Among Friends

October 27, 2015

Thanks to neighbors past and present, a Greenwich family finds itself living in the house of its dreams. Now that’s social networking.

Text by Lisa E. Harrison    Photography by Jonathan Wallen

 

Living next door to good neighbors can come with some great perks. Sometimes it’s instant gratification; other times the payoff comes decades later. Just ask the homeowner who grew up riding her bike past the renowned architect Dinyar Wadia’s New Canaan home. She got to know Wadia and his wife, Gool, as a ten-year-old girl. She remembers playing with her friends out in front of the Wadias’ house, being invited in for homemade Indian food, and touring Dinyar’s design studio filled with drawings of his work. “My dream was to have a house designed by him,” she says.
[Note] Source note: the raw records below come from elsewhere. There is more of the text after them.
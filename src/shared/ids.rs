use getrandom::getrandom;

const BASE36_ALPHABET: &[u8] = b"0123456789abcdefghijklmnopqrstuvwxyz";
const SUFFIX_WIDTH: usize = 6;

fn base36_encode_u64(mut value: u64) -> String {
    if value == 0 {
        return "0".to_string();
    }
    let mut chars = Vec::new();
    while value > 0 {
        chars.push(BASE36_ALPHABET[(value % 36) as usize] as char);
        value /= 36;
    }
    chars.into_iter().rev().collect()
}

fn base36_encode_fixed(mut value: u64, width: usize) -> String {
    let mut chars = vec!['0'; width];
    for idx in (0..width).rev() {
        chars[idx] = BASE36_ALPHABET[(value % 36) as usize] as char;
        value /= 36;
    }
    chars.into_iter().collect()
}

/// Generated resource identifiers only need to be unique enough for the
/// orchestrator to track a resource it never supplied an id for.
pub fn generate_physical_resource_id(now: i64) -> String {
    let timestamp = u64::try_from(now).unwrap_or(0);
    let mut bytes = [0_u8; 8];
    let sample = if getrandom(&mut bytes).is_ok() {
        u64::from_le_bytes(bytes)
    } else {
        timestamp.wrapping_mul(6364136223846793005).wrapping_add(1442695040888963407)
    };
    format!(
        "vmsh-{}-{}",
        base36_encode_u64(timestamp),
        base36_encode_fixed(sample % 36_u64.pow(SUFFIX_WIDTH as u32), SUFFIX_WIDTH),
    )
}

#[cfg(test)]
mod tests {
    use super::*;

    #[test]
    fn base36_round_numbers() {
        assert_eq!(base36_encode_u64(0), "0");
        assert_eq!(base36_encode_u64(35), "z");
        assert_eq!(base36_encode_u64(36), "10");
        assert_eq!(base36_encode_fixed(35, 4), "000z");
    }

    #[test]
    fn generated_ids_are_prefixed_and_distinct() {
        let a = generate_physical_resource_id(1_700_000_000);
        let b = generate_physical_resource_id(1_700_000_000);
        assert!(a.starts_with("vmsh-"));
        assert_ne!(a, b);
    }
}
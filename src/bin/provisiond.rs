use provisiond::config::{Settings, StatePaths};
use provisiond::credentials::{self, Ec2KeyPairs};
use provisiond::progress::{render, ProgressTracker};
use provisiond::queue::SqsQueue;
use provisiond::runtime::{self, Context, FatalError};
use provisiond::shared::fs_atomic;
use provisiond::variables::FunctionRegistry;

fn run(paths: &StatePaths) -> Result<(), FatalError> {
    let settings = Settings::from_env()?;

    let ec2 = Ec2KeyPairs::connect(&settings.region)?;
    let key_path = credentials::ensure_key_pair(&ec2, &paths.keys_dir(), &settings.key_name)?;

    let queue = SqsQueue::connect(&settings.region, &settings.queue_url)?;
    let tracker = ProgressTracker::new(paths.clone());

    let mut ctx = Context {
        settings,
        paths: paths.clone(),
        queue: &queue,
        key_path,
        functions: FunctionRegistry::builtin(),
        tracker,
    };
    runtime::run_loop(&mut ctx)
}

fn main() {
    let paths = StatePaths::new(Settings::state_root_from_env());
    if let Err(fault) = run(&paths) {
        // the operator page shows the fault instead of going stale
        let page = render::crash_page(&fault.to_string());
        let _ = fs_atomic::atomic_write_file(&paths.status_page_path(), page.as_bytes());
        eprintln!("{fault}");
        std::process::exit(1);
    }
}
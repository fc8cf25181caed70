use std::fs;
use std::path::Path;
use tempfile::TempPath;

#[derive(Debug, thiserror::Error)]
pub enum FetchError {
    #[error("failed to fetch playbook from {url}: {reason}")]
    Request { url: String, reason: String },
    #[error("failed to create scratch directory {path}: {source}")]
    ScratchDir {
        path: String,
        #[source]
        source: std::io::Error,
    },
    #[error("failed to write playbook scratch file: {source}")]
    Write {
        #[source]
        source: std::io::Error,
    },
}

/// Streams the automation definition at `url` into a fresh unique file under
/// the scratch directory. The returned path is ephemeral: the file is
/// removed when the path is dropped, after the run that needed it.
pub fn retrieve(url: &str, scratch_dir: &Path) -> Result<TempPath, FetchError> {
    fs::create_dir_all(scratch_dir).map_err(|err| FetchError::ScratchDir {
        path: scratch_dir.display().to_string(),
        source: err,
    })?;

    let response = ureq::get(url).call().map_err(|err| FetchError::Request {
        url: url.to_string(),
        reason: err.to_string(),
    })?;

    let mut file = tempfile::Builder::new()
        .prefix("playbook-")
        .suffix(".yml")
        .tempfile_in(scratch_dir)
        .map_err(|err| FetchError::Write { source: err })?;
    std::io::copy(&mut response.into_reader(), file.as_file_mut())
        .map_err(|err| FetchError::Write { source: err })?;

    Ok(file.into_temp_path())
}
Fast forward some thirty years and that little girl is grown up and living with her husband and children in a small cape in Greenwich. Neighbors approach her with the news that they are selling their house; does she want to see it before it’s listed? The house sits on a one-acre parcel in Greenwich’s coveted Belle Haven, an exclusive coastal community with 112 homes and a private club. She calls on Dinyar Wadia for his opinion. His verdict is swift: get a contract and sign it right away.

It’s a big win that can be chalked up to neighbor privileges: current neighbors give her and her husband the early heads-up, and a former neighbor signs on to help the couple make their new home just right for their family.

Discussions with Wadia eventually led to the decision to tear down the existing 1960s contemporary structure and start anew. But not to build something that looks new. “Dinyar said to me, ‘I’ll design you a house that looks like it’s always been there,’” remembers the wife.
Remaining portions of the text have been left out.